Problem details
Each line below must be written out exactly as shown.

__________________________________________________

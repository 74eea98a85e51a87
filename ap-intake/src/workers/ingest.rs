//! Shared feeder logic.
//!
//! The Notification Worker (push) and the Timer Poller (pull) converge
//! on the same sender-validation → dedup → download → enqueue →
//! mark-read sequence so neither path can double-process an upstream
//! mail the other has already handled — both consult the same
//! deduplication oracle before touching the blob store or `raw-mail`.

use chrono::Utc;
use event_bus::EventBus;
use sqlx::PgPool;
use std::sync::Arc;

use crate::circuit_breaker::{BreakerError, CircuitBreakerRegistry};
use crate::config::Config;
use crate::contracts::raw_mail_v1::{RawMailV1, NO_ATTACHMENT_SENTINEL};
use crate::ids::{new_event_id, yyyymm};
use crate::queue;
use crate::redact::domain_of;
use crate::repos::queue_repo::{QueueError, QueueName};
use crate::repos::transaction_repo::{
    self, NewTransactionRow, TransactionLogError, TransactionStatus,
};
use crate::retry::{retry_with_backoff, Retriable, RetryConfig};
use crate::services::blob_store::{BlobError, BlobStore};
use crate::services::llm_client::LlmClient;
use crate::services::mail_provider::{self, MailItem, MailProvider, ProviderError};
use crate::services::pdf_extractor::{self, ExtractedFields};

#[derive(Debug, thiserror::Error)]
pub enum IngestError {
    #[error("provider error: {0}")]
    Provider(#[from] BreakerError<ProviderError>),
    #[error("blob store error: {0}")]
    Blob(#[from] BlobError),
    #[error("transaction log error: {0}")]
    TransactionLog(#[from] TransactionLogError),
    #[error("queue error: {0}")]
    Queue(#[from] QueueError),
    #[error("failed to serialize raw mail envelope: {0}")]
    Serialize(#[from] serde_json::Error),
}

impl Retriable for IngestError {
    fn is_retriable(&self) -> bool {
        match self {
            IngestError::Provider(e) => e.is_retriable(),
            IngestError::Blob(_) => true,
            IngestError::TransactionLog(_) => true,
            IngestError::Queue(_) => true,
            IngestError::Serialize(_) => false,
        }
    }
}

#[derive(Debug, PartialEq, Eq)]
pub enum IngestOutcome {
    Enqueued,
    SkippedLooped,
    SkippedDuplicate,
    SkippedNoAttachment,
}

/// Collaborators the ingest pipeline needs, borrowed for the duration
/// of a single `ingest_mail_item` call.
pub struct IngestDeps<'a> {
    pub pool: &'a PgPool,
    pub bus: &'a Arc<dyn EventBus>,
    pub config: &'a Config,
    pub provider: &'a dyn MailProvider,
    pub blob_store: &'a dyn BlobStore,
    pub breaker: &'a CircuitBreakerRegistry,
    pub llm: Option<&'a LlmClient>,
}

/// Run the shared ingest pipeline for one observed `item`. `mailbox` is
/// the mailbox the item was read from — always `config.ingest_mailbox`
/// in production, threaded explicitly so the function stays testable
/// without a live `Config`.
pub async fn ingest_mail_item(
    deps: &IngestDeps<'_>,
    mailbox: &str,
    item: &MailItem,
) -> Result<IngestOutcome, IngestError> {
    // Layer 1 of loop prevention.
    if item.sender.eq_ignore_ascii_case(mailbox) {
        tracing::warn!(
            sender_domain = domain_of(&item.sender),
            original_message_id = %item.original_message_id,
            "sender matches ingest mailbox, dropping as looped"
        );
        append_terminal(deps, item, TransactionStatus::Looped).await;
        mark_read_best_effort(deps, mailbox, item).await;
        return Ok(IngestOutcome::SkippedLooped);
    }

    if !item.has_invoice_attachment {
        return Ok(IngestOutcome::SkippedNoAttachment);
    }

    if transaction_repo::was_processed(
        deps.pool,
        &item.original_message_id,
        deps.config.dedup_window_days,
    )
    .await?
    {
        tracing::info!(
            original_message_id = %item.original_message_id,
            "already processed within dedup window, skipping"
        );
        append_terminal(deps, item, TransactionStatus::DuplicateSkipped).await;
        mark_read_best_effort(deps, mailbox, item).await;
        return Ok(IngestOutcome::SkippedDuplicate);
    }

    let retry_config = RetryConfig::from_config(deps.config);

    let attachment_id = mail_provider::call_with_retry(
        deps.breaker,
        &retry_config,
        "mail_provider.find_invoice_attachment_id",
        || {
            deps.provider
                .find_invoice_attachment_id(mailbox, &item.original_message_id)
        },
    )
    .await?;

    let (blob_url, extracted) = match attachment_id {
        None => (NO_ATTACHMENT_SENTINEL.to_string(), ExtractedFields::default()),
        Some(attachment_id) => {
            let bytes = mail_provider::call_with_retry(
                deps.breaker,
                &retry_config,
                "mail_provider.download_attachment",
                || {
                    deps.provider.download_attachment(
                        mailbox,
                        &item.original_message_id,
                        &attachment_id,
                    )
                },
            )
            .await?;

            let event_id = new_event_id();
            let blob_url = retry_with_backoff(
                || deps.blob_store.put(item.received_at, &event_id, &bytes),
                &retry_config,
                "blob_store.put",
            )
            .await?;

            let extracted = if deps.config.pdf_pre_extraction_enabled {
                pdf_extractor::extract(&bytes, deps.llm).await
            } else {
                ExtractedFields::default()
            };

            (blob_url, extracted)
        }
    };

    let raw_mail = RawMailV1 {
        schema_version: crate::contracts::CURRENT_SCHEMA_VERSION.to_string(),
        id: new_event_id(),
        original_message_id: item.original_message_id.clone(),
        sender: item.sender.clone(),
        subject: item.subject.clone(),
        blob_url,
        received_at: item.received_at,
        vendor_name: extracted.vendor_name_candidate,
        invoice_amount: extracted.amount,
        currency: extracted.currency,
        due_date: extracted.due_date,
        payment_terms: extracted.payment_terms,
    };

    let payload = serde_json::to_value(&raw_mail)?;
    queue::enqueue_and_notify(deps.pool, deps.bus, QueueName::RawMail, &payload).await?;

    // The blob and the raw-mail queue entry must both exist before the
    // mail is marked read, so a crash between download and enqueue
    // leaves the item unread and eligible for a retry on the next pass.
    mail_provider::call_with_retry(deps.breaker, &retry_config, "mail_provider.mark_read", || {
        deps.provider.mark_read(mailbox, &item.original_message_id)
    })
    .await?;

    Ok(IngestOutcome::Enqueued)
}

async fn mark_read_best_effort(deps: &IngestDeps<'_>, mailbox: &str, item: &MailItem) {
    let retry_config = RetryConfig::from_config(deps.config);
    if let Err(e) = mail_provider::call_with_retry(
        deps.breaker,
        &retry_config,
        "mail_provider.mark_read",
        || deps.provider.mark_read(mailbox, &item.original_message_id),
    )
    .await
    {
        tracing::warn!(
            error = %e,
            original_message_id = %item.original_message_id,
            "failed to mark looped/duplicate mail read"
        );
    }
}

async fn append_terminal(deps: &IngestDeps<'_>, item: &MailItem, status: TransactionStatus) {
    let row = NewTransactionRow {
        event_id: new_event_id(),
        yyyymm: yyyymm(Utc::now()),
        original_message_id: item.original_message_id.clone(),
        vendor_name: None,
        sender: item.sender.clone(),
        subject: item.subject.clone(),
        status,
        recipient_email: None,
        amount: None,
        currency: None,
        match_method: None,
        duplicate_of_transaction_id: None,
        vendor_key: None,
        invoice_date: None,
    };
    if let Err(e) = transaction_repo::append(deps.pool, &row).await {
        tracing::error!(
            error = %e,
            original_message_id = %item.original_message_id,
            "failed to append transaction row"
        );
    }
}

__________________________________________________

Response to this exercise
repository 74eea98a85e51a87
filename ap-intake/src/workers/ingest.rs
//! Shared feeder logic.
//!
//! The Notification Worker (push) and the Timer Poller (pull) converge
//! on the same sender-validation → dedup → download → enqueue →
//! mark-read sequence so neither path can double-process an upstream
//! mail the other has already handled — both consult the same
//! deduplication oracle before touching the blob store or `raw-mail`.

use chrono::Utc;
use event_bus::EventBus;
use sqlx::PgPool;
use std::sync::Arc;

use crate::circuit_breaker::{BreakerError, CircuitBreakerRegistry};
use crate::config::Config;
use crate::contracts::raw_mail_v1::{RawMailV1, NO_ATTACHMENT_SENTINEL};
use crate::ids::{new_event_id, yyyymm};
use crate::queue;
use crate::redact::domain_of;
use crate::repos::queue_repo::{QueueError, QueueName};
use crate::repos::transaction_repo::{
    self, NewTransactionRow, TransactionLogError, TransactionStatus,
};
use crate::retry::{retry_with_backoff, Retriable, RetryConfig};
use crate::services::blob_store::{BlobError, BlobStore};
use crate::services::llm_client::LlmClient;
use crate::services::mail_provider::{self, MailItem, MailProvider, ProviderError};
use crate::services::pdf_extractor::{self, ExtractedFields};

#[derive(Debug, thiserror::Error)]
pub enum IngestError {
    #[error("provider error: {0}")]
    Provider(#[from] BreakerError<ProviderError>),
    #[error("blob store error: {0}")]
    Blob(#[from] BlobError),
    #[error("transaction log error: {0}")]
    TransactionLog(#[from] TransactionLogError),
    #[error("queue error: {0}")]
    Queue(#[from] QueueError),
    #[error("failed to serialize raw mail envelope: {0}")]
    Serialize(#[from] serde_json::Error),
}

impl Retriable for IngestError {
    fn is_retriable(&self) -> bool {
        match self {
            IngestError::Provider(e) => e.is_retriable(),
            IngestError::Blob(_) => true,
            IngestError::TransactionLog(_) => true,
            IngestError::Queue(_) => true,
            IngestError::Serialize(_) => false,
        }
    }
}

#[derive(Debug, PartialEq, Eq)]
pub enum IngestOutcome {
    Enqueued,
    SkippedLooped,
    SkippedDuplicate,
    SkippedNoAttachment,
}

/// Collaborators the ingest pipeline needs, borrowed for the duration
/// of a single `ingest_mail_item` call.
pub struct IngestDeps<'a> {
    pub pool: &'a PgPool,
    pub bus: &'a Arc<dyn EventBus>,
    pub config: &'a Config,
    pub provider: &'a dyn MailProvider,
    pub blob_store: &'a dyn BlobStore,
    pub breaker: &'a CircuitBreakerRegistry,
    pub llm: Option<&'a LlmClient>,
}

/// Run the shared ingest pipeline for one observed `item`. `mailbox` is
/// the mailbox the item was read from — always `config.ingest_mailbox`
/// in production, threaded explicitly so the function stays testable
/// without a live `Config`.
pub async fn ingest_mail_item(
    deps: &IngestDeps<'_>,
    mailbox: &str,
    item: &MailItem,
) -> Result<IngestOutcome, IngestError> {
    // Layer 1 of loop prevention.
    if item.sender.eq_ignore_ascii_case(mailbox) {
        tracing::warn!(
            sender_domain = domain_of(&item.sender),
            original_message_id = %item.original_message_id,
            "sender matches ingest mailbox, dropping as looped"
        );
        append_terminal(deps, item, TransactionStatus::Looped).await;
        mark_read_best_effort(deps, mailbox, item).await;
        return Ok(IngestOutcome::SkippedLooped);
    }

    if !item.has_invoice_attachment {
        return Ok(IngestOutcome::SkippedNoAttachment);
    }

    if transaction_repo::was_processed(
        deps.pool,
        &item.original_message_id,
        deps.config.dedup_window_days,
    )
    .await?
    {
        tracing::info!(
            original_message_id = %item.original_message_id,
            "already processed within dedup window, skipping"
        );
        append_terminal(deps, item, TransactionStatus::DuplicateSkipped).await;
        mark_read_best_effort(deps, mailbox, item).await;
        return Ok(IngestOutcome::SkippedDuplicate);
    }

    let retry_config = RetryConfig::from_config(deps.config);

    let attachment_id = mail_provider::call_with_retry(
        deps.breaker,
        &retry_config,
        "mail_provider.find_invoice_attachment_id",
        || {
            deps.provider
                .find_invoice_attachment_id(mailbox, &item.original_message_id)
        },
    )
    .await?;

    let (blob_url, extracted) = match attachment_id {
        None => (NO_ATTACHMENT_SENTINEL.to_string(), ExtractedFields::default()),
        Some(attachment_id) => {
            let bytes = mail_provider::call_with_retry(
                deps.breaker,
                &retry_config,
                "mail_provider.download_attachment",
                || {
                    deps.provider.download_attachment(
                        mailbox,
                        &item.original_message_id,
                        &attachment_id,
                    )
                },
            )
            .await?;

            let event_id = new_event_id();
            let blob_url = retry_with_backoff(
                || deps.blob_store.put(item.received_at, &event_id, &bytes),
                &retry_config,
                "blob_store.put",
            )
            .await?;

            let extracted = if deps.config.pdf_pre_extraction_enabled {
                pdf_extractor::extract(&bytes, deps.llm).await
            } else {
                ExtractedFields::default()
            };

            (blob_url, extracted)
        }
    };

    let raw_mail = RawMailV1 {
        schema_version: crate::contracts::CURRENT_SCHEMA_VERSION.to_string(),
        id: new_event_id(),
        original_message_id: item.original_message_id.clone(),
        sender: item.sender.clone(),
        subject: item.subject.clone(),
        blob_url,
        received_at: item.received_at,
        vendor_name: extracted.vendor_name_candidate,
        invoice_amount: extracted.amount,
        currency: extracted.currency,
        due_date: extracted.due_date,
        payment_terms: extracted.payment_terms,
    };

    let payload = serde_json::to_value(&raw_mail)?;
    queue::enqueue_and_notify(deps.pool, deps.bus, QueueName::RawMail, &payload).await?;

    // The blob and the raw-mail queue entry must both exist before the
    // mail is marked read, so a crash between download and enqueue
    // leaves the item unread and eligible for a retry on the next pass.
    mail_provider::call_with_retry(deps.breaker, &retry_config, "mail_provider.mark_read", || {
        deps.provider.mark_read(mailbox, &item.original_message_id)
    })
    .await?;

    Ok(IngestOutcome::Enqueued)
}

async fn mark_read_best_effort(deps: &IngestDeps<'_>, mailbox: &str, item: &MailItem) {
    let retry_config = RetryConfig::from_config(deps.config);
    if let Err(e) = mail_provider::call_with_retry(
        deps.breaker,
        &retry_config,
        "mail_provider.mark_read",
        || deps.provider.mark_read(mailbox, &item.original_message_id),
    )
    .await
    {
        tracing::warn!(
            error = %e,
            original_message_id = %item.original_message_id,
            "failed to mark looped/duplicate mail read"
        );
    }
}

async fn append_terminal(deps: &IngestDeps<'_>, item: &MailItem, status: TransactionStatus) {
    let row = NewTransactionRow {
        event_id: new_event_id(),
        yyyymm: yyyymm(Utc::now()),
        original_message_id: item.original_message_id.clone(),
        vendor_name: None,
        sender: item.sender.clone(),
        subject: item.subject.clone(),
        status,
        recipient_email: None,
        amount: None,
        currency: None,
        match_method: None,
        duplicate_of_transaction_id: None,
        vendor_key: None,
        invoice_date: None,
    };
    if let Err(e) = transaction_repo::append(deps.pool, &row).await {
        tracing::error!(
            error = %e,
            original_message_id = %item.original_message_id,
            "failed to append transaction row"
        );
    }
}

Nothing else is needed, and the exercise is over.